Жанр фильма к этому моменту окончательно меняет свой вектор. Начало картины полно горькой иронии, которая заставляет вспомнить о гашековском Швейке - комичностью поступков и непритязательностью амбиций главного героя авторы изобличают существо тоталитарной системы (например, в сценах построения на деревенской площади идиотской вавилонской башни, увенчанной свастикой словацких фашистов и обрамленной гирляндой словно новогодняя елка).

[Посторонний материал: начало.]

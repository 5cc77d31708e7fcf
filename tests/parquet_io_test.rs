mod common;

use std::path::PathBuf;

use tempfile::TempDir;
use BidHarvester::config::{InputConfig, ReportFormat};
use BidHarvester::data_model::{BidRecord, Coerced, ErrorTag, ProcessingResult};
use BidHarvester::error::{PipelineError, Result};
use BidHarvester::harvest_logic::write_reports;
use BidHarvester::pipeline::readers::{open_reader, BaseReader, ParquetReader};

use common::{read_string_column, write_url_parquet};

#[test]
fn parquet_reader_skips_null_and_blank_cells() -> Result<()> {
    let dir = TempDir::new().expect("Failed to create temp dir");
    let path = dir.path().join("links.parquet");
    write_url_parquet(
        &path,
        "pdf",
        &[
            Some("https://bidplus.gem.gov.in/showbidDocument/1"),
            None,
            Some("   "),
            Some(" https://bidplus.gem.gov.in/showbidDocument/2 "),
            Some(""),
        ],
    );

    let mut config = InputConfig::new(path.to_str().unwrap());
    config.batch_size = Some(2);
    let references = ParquetReader::new(config).read_references()?;

    assert_eq!(
        references,
        vec![
            "https://bidplus.gem.gov.in/showbidDocument/1".to_string(),
            "https://bidplus.gem.gov.in/showbidDocument/2".to_string(),
        ]
    );
    Ok(())
}

#[test]
fn parquet_reader_honours_custom_column() -> Result<()> {
    let dir = TempDir::new().expect("Failed to create temp dir");
    let path = dir.path().join("links.parquet");
    write_url_parquet(&path, "document_url", &[Some("http://h/a.pdf")]);

    let mut config = InputConfig::new(path.to_str().unwrap());
    config.url_column = "document_url".to_string();
    let references = open_reader(&config)?.read_references()?;

    assert_eq!(references, vec!["http://h/a.pdf".to_string()]);
    Ok(())
}

#[test]
fn parquet_reader_reports_missing_column() {
    let dir = TempDir::new().expect("Failed to create temp dir");
    let path = dir.path().join("links.parquet");
    write_url_parquet(&path, "link", &[Some("http://h/a.pdf")]);

    let config = InputConfig::new(path.to_str().unwrap());
    match open_reader(&config).unwrap().read_references() {
        Err(PipelineError::ConfigError(msg)) => {
            assert_eq!(msg, "Input must contain column named 'pdf'");
        }
        other => panic!("Expected ConfigError, got {:?}", other),
    }
}

#[test]
fn reports_are_readable_parquet() -> Result<()> {
    let dir = TempDir::new().expect("Failed to create temp dir");
    let record = BidRecord {
        bid_number: Some("GEM/2024/B/4567890".to_string()),
        quantity: Some(Coerced::Value(1250)),
        validity_days: Some(Coerced::Raw("ninety".to_string())),
        mse_exemption: Some(true),
        ..BidRecord::default()
    };
    let results = vec![
        ProcessingResult::parsed(
            "http://h/a.pdf",
            PathBuf::from("data/raw/a.pdf"),
            record,
            Some("lopdf"),
        ),
        ProcessingResult::failed("http://h/b.pdf", None, ErrorTag::download("connection refused")),
        ProcessingResult::failed(
            "http://h/c.pdf",
            Some(PathBuf::from("data/raw/c.pdf")),
            ErrorTag::ocr("tesseract exited with 1"),
        ),
    ];

    let (structured, mapped) = write_reports(&results, dir.path(), ReportFormat::Parquet)?;
    assert_eq!(structured, dir.path().join("structuredJSON.parquet"));
    assert_eq!(mapped, dir.path().join("mapped_output.parquet"));

    let urls = read_string_column(&structured, "url");
    assert_eq!(urls.len(), 3);
    assert_eq!(urls[1].as_deref(), Some("http://h/b.pdf"));

    let json = read_string_column(&structured, "json");
    let first: serde_json::Value = serde_json::from_str(json[0].as_deref().unwrap()).unwrap();
    assert_eq!(first["bid_number"], "GEM/2024/B/4567890");
    assert_eq!(first["quantity"], 1250);
    assert_eq!(first["validity_days"], "ninety");
    assert!(first["ministry"].is_null());
    assert_eq!(json[1], None);
    assert_eq!(json[2], None);

    assert_eq!(
        read_string_column(&mapped, "quantity"),
        vec![Some("1250".to_string()), None, None]
    );
    assert_eq!(
        read_string_column(&mapped, "mse_exemption"),
        vec![Some("true".to_string()), None, None]
    );
    assert_eq!(
        read_string_column(&mapped, "error"),
        vec![
            None,
            Some("download_error:connection refused".to_string()),
            Some("ocr_error:tesseract exited with 1".to_string()),
        ]
    );
    assert_eq!(
        read_string_column(&mapped, "text_source"),
        vec![Some("lopdf".to_string()), None, None]
    );
    assert_eq!(
        read_string_column(&mapped, "pdf_path"),
        vec![
            Some("data/raw/a.pdf".to_string()),
            None,
            Some("data/raw/c.pdf".to_string()),
        ]
    );
    Ok(())
}

#[test]
fn empty_result_set_still_writes_both_reports() -> Result<()> {
    let dir = TempDir::new().expect("Failed to create temp dir");
    let (structured, mapped) = write_reports(&[], &dir.path().join("nested/out"), ReportFormat::Parquet)?;

    assert!(structured.exists());
    assert!(mapped.exists());
    assert!(read_string_column(&mapped, "url").is_empty());
    Ok(())
}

Фильм пикирует в экзистенциальную воронку, в которой перемешались ужас от столкновения с кошмарной реальностью и осознание необходимости конкретных действий. Последние полчаса фильма – акт экзорцизма, попытка вопреки страху, парализующему волю, принять по-человечески верное решение (блестящее выступление актера Йозефа Кронера): герой запирается в магазине, в то время как на площади идёт перекличка евреев, подлежащих депортации. Тоно мечется из угла в угол, заливая спиртным разгоревшийся внутри него ад: то он готов спрятать еврейку, то выдать её, то снова спрятать. Удивительно, но свой выбор герой так и не способен сделать - за него выбор делает случай…
…Сегодня, когда отношения к различным аспектам Второй мировой войны обросли штампами и мифами, поражает честность и смелость режиссёров (кстати, Ян Кадар сам прошёл через концлагерь, что исключает провокационные претензии в его адрес). Кадар и Клос находят возможность трагикомического и даже абсурдно-сюрреалистического интонирования на суровом драматическом материале войны, проводят параллели между полицейскими режимами фашистской Словакии и социалистической Чехословакии, наконец, создают пронзительную драму "маленького человека", безвестно сгинувшего в жерновах военного времени. Авторы решились возвестить о горькой судьбе безыдейного и малодушного человека на фоне трагедии Холокоста - и тем самым подчеркнули абсурдность войны, которая здесь показана не через количество жертв, а через осознание потери конкретной живой души - которая никогда не имеет национальности, а в данном случае лишена тяги к самопожертвованию или подвигу и оказалась слабой (всего лишь, слабой), не способной вынести поставленного жестоким временем бесчеловечного выбора.